Where the records below show a line containing "for report writing.", start copying; end with the line containing "a usable destination.", and copy it too.

__________

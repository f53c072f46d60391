//! Error types for report writing.

use std::path::PathBuf;
use thiserror::Error;

/// Errors that can occur while persisting insight records.
#[derive(Debug, Error)]
pub enum ReportError {
    /// Writer configured without a usable destination.
    #[error("report configuration error: {message}")]
    Config { message: String },

    /// File system failure.
    #[error("failed to write {path}: {source}")]
    Io {
        path: PathBuf,
        #[source]
        source: std::io::Error,
    },

    /// CSV serialization failure.
    #[error("failed to write CSV {path}: {source}")]
    Csv {
        path: PathBuf,
        #[source]
        source: csv::Error,
    },

    /// JSON serialization or parse failure.
    #[error("failed to write JSON {path}: {source}")]
    Json {
        path: PathBuf,
        #[source]
        source: serde_json::Error,
    },
}

impl ReportError {
    pub fn config(message: impl Into<String>) -> Self {
        Self::Config {
            message: message.into(),
        }
    }

    pub(crate) fn io(path: &std::path::Path, source: std::io::Error) -> Self {
        Self::Io {
            path: path.to_path_buf(),
            source,
        }
    }
}

/// Result type for report operations.
pub type Result<T> = std::result::Result<T, ReportError>;
//! Ordered classification rules from column profile to semantic tag.
//!
//! Rules are evaluated top to bottom and the first match wins:
//!
//! 1. **Profiler verdicts**: `UNIQUE`, `DATE`, `CONST` and `CORR` map directly.
//! 2. **Numeric columns**: integers may be read as categorical or binary
//!    when `categorical_as_ints` is set; otherwise numbers are continuous
//!    unless they look like an identifier.
//! 3. **Text columns**: unique text is an identifier, wide text is
//!    high-cardinality, two well-populated values are binary (with a dummy
//!    recoding), several well-populated values are categorical.
//! 4. **Booleans** are binary when the minority class is large enough.
//! 5. Anything else is `unknown`.

use std::sync::LazyLock;

use insight_model::{
    ClassifierOptions, ColumnDecision, ColumnProfile, ExclusionReason, Scalar, SemanticTag,
    TypeCode,
};
use regex::Regex;

use crate::recode::ColumnRewrite;

/// Column names that look like identifiers, matched from the start of the name.
static IDENTIFIER_NAME: LazyLock<Regex> = LazyLock::new(|| {
    Regex::new(r"^(?i)(?:\w*ID|\w*Id|\w*_ID|\w*_Id|\w*_id|account)")
        .expect("Invalid identifier regex")
});

/// The outcome for one column.
#[derive(Debug, Clone, PartialEq)]
pub struct ColumnOutcome {
    pub decision: ColumnDecision,
    pub rewrite: Option<ColumnRewrite>,
}

impl ColumnOutcome {
    fn tagged(tag: SemanticTag) -> Self {
        Self {
            decision: ColumnDecision::Tagged(tag),
            rewrite: None,
        }
    }

    fn excluded(reason: ExclusionReason) -> Self {
        Self {
            decision: ColumnDecision::Excluded(reason),
            rewrite: None,
        }
    }
}

/// Returns true when the column name matches the identifier heuristic.
pub fn looks_like_identifier(name: &str) -> bool {
    IDENTIFIER_NAME.is_match(name)
}

/// Returns true when the values are integers forming a gap-free run.
///
/// `[3, 1, 2]` is contiguous; `[1, 3]` and any non-integer input are not.
pub fn is_contiguous<'a>(values: impl IntoIterator<Item = &'a Scalar>) -> bool {
    let ints: Option<Vec<i64>> = values
        .into_iter()
        .map(|v| match v {
            Scalar::Int(_) | Scalar::Float(_) => v.as_i64(),
            _ => None,
        })
        .collect();
    let Some(mut ints) = ints else {
        return false;
    };
    if ints.is_empty() {
        return false;
    }
    ints.sort_unstable();
    ints.windows(2).all(|pair| pair[0].checked_add(1) == Some(pair[1]))
}

/// Classifies a single column profile.
pub fn classify_column(profile: &ColumnProfile, options: &ClassifierOptions) -> ColumnOutcome {
    match &profile.type_code {
        TypeCode::Unique => ColumnOutcome::tagged(SemanticTag::UniqueIdentifier),
        TypeCode::Date => ColumnOutcome::tagged(SemanticTag::Date),
        TypeCode::Const => ColumnOutcome::tagged(SemanticTag::Constant),
        TypeCode::Corr => ColumnOutcome::tagged(SemanticTag::HighlyCorrelated),
        TypeCode::Num => classify_numeric(profile, options),
        TypeCode::Cat => classify_text(profile, options),
        TypeCode::Bool => classify_boolean(profile, options),
        TypeCode::Other(_) => ColumnOutcome::tagged(SemanticTag::Unknown),
    }
}

fn classify_numeric(profile: &ColumnProfile, options: &ClassifierOptions) -> ColumnOutcome {
    let counts = &profile.value_counts;
    if options.categorical_as_ints {
        if profile.distinct_count < options.categorical_int_cutoff && is_contiguous(counts.values()) {
            return ColumnOutcome::tagged(SemanticTag::Categorical);
        }
        if profile.distinct_count == 2
            && counts.len() == 2
            && counts.min_count().is_some_and(|c| c > options.min_group_count)
        {
            return ColumnOutcome::tagged(SemanticTag::Binary);
        }
        return ColumnOutcome::tagged(SemanticTag::Continuous);
    }

    if profile.is_unique && looks_like_identifier(&profile.name) {
        ColumnOutcome::tagged(SemanticTag::UniqueIdentifier)
    } else {
        ColumnOutcome::tagged(SemanticTag::Continuous)
    }
}

fn classify_text(profile: &ColumnProfile, options: &ClassifierOptions) -> ColumnOutcome {
    let counts = &profile.value_counts;
    let well_populated = counts.min_count().is_some_and(|c| c > options.min_group_count);

    if profile.is_unique && profile.mode_is_text() {
        return ColumnOutcome::tagged(SemanticTag::UniqueIdentifier);
    }
    if profile.distinct_count > options.high_cardinality_threshold {
        return ColumnOutcome::tagged(SemanticTag::HighCardinality);
    }
    if profile.distinct_count == 2 && counts.len() == 2 {
        if !well_populated {
            return ColumnOutcome::excluded(ExclusionReason::SparseCategory);
        }
        let mut values: Vec<String> = counts.values().map(ToString::to_string).collect();
        values.sort();
        let rewrite = ColumnRewrite::DummyEncode {
            column: profile.name.clone(),
            negative: values[0].clone(),
            positive: values[1].clone(),
        };
        return ColumnOutcome {
            decision: ColumnDecision::Tagged(SemanticTag::Binary),
            rewrite: Some(rewrite),
        };
    }
    if counts.len() > 1 && well_populated {
        return ColumnOutcome::tagged(SemanticTag::Categorical);
    }
    ColumnOutcome::excluded(ExclusionReason::SparseCategory)
}

fn classify_boolean(profile: &ColumnProfile, options: &ClassifierOptions) -> ColumnOutcome {
    if profile
        .value_counts
        .min_count()
        .is_some_and(|c| c > options.min_group_count)
    {
        ColumnOutcome::tagged(SemanticTag::Binary)
    } else {
        ColumnOutcome::excluded(ExclusionReason::SmallMinorityClass)
    }
}
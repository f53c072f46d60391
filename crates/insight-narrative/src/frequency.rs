//! Row dominance within the columns of a normalized frequency table.

use std::collections::BTreeMap;

use insight_common::title_case;
use insight_model::{InsightError, Result};
use insight_stats::ContingencyTable;

use crate::crosstab::arg_max;

/// Named groups of table columns, keyed by label bucket.
pub type LabelBuckets = BTreeMap<String, Vec<String>>;

/// Reports, for every column listed under `bucket`, the row that dominates
/// it when the first two rows differ by at least `threshold`.
///
/// # Errors
///
/// [`InsightError::MissingBucket`] when `bucket` is absent, and
/// [`InsightError::ColumnNotFound`] when a listed column is not in `table`.
pub fn column_dominance(
    table: &ContingencyTable,
    buckets: &LabelBuckets,
    bucket: &str,
    threshold: f64,
) -> Result<String> {
    let columns = buckets.get(bucket).ok_or_else(|| InsightError::MissingBucket {
        label: bucket.to_string(),
    })?;

    let mut insights = String::new();
    for column in columns {
        let values = table
            .col_index(column)
            .and_then(|idx| table.column(idx))
            .ok_or_else(|| InsightError::ColumnNotFound {
                column: column.clone(),
            })?;
        let (Some(top), Some(bottom)) = (values.first(), values.get(1)) else {
            continue;
        };
        let diff = (top - bottom).abs();
        if diff < threshold {
            continue;
        }
        if let Some(row) = arg_max(&values) {
            insights.push_str(&format!(
                "'{}' rows have {:.1}% of '{column}'. ",
                title_case(&table.row_labels()[row]),
                diff * 100.0
            ));
        }
    }
    Ok(insights)
}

__________

Response >>
//! Error types for report writing.

use std::path::PathBuf;
use thiserror::Error;

/// Errors that can occur while persisting insight records.
#[derive(Debug, Error)]
pub enum ReportError {
    /// Writer configured without a usable destination.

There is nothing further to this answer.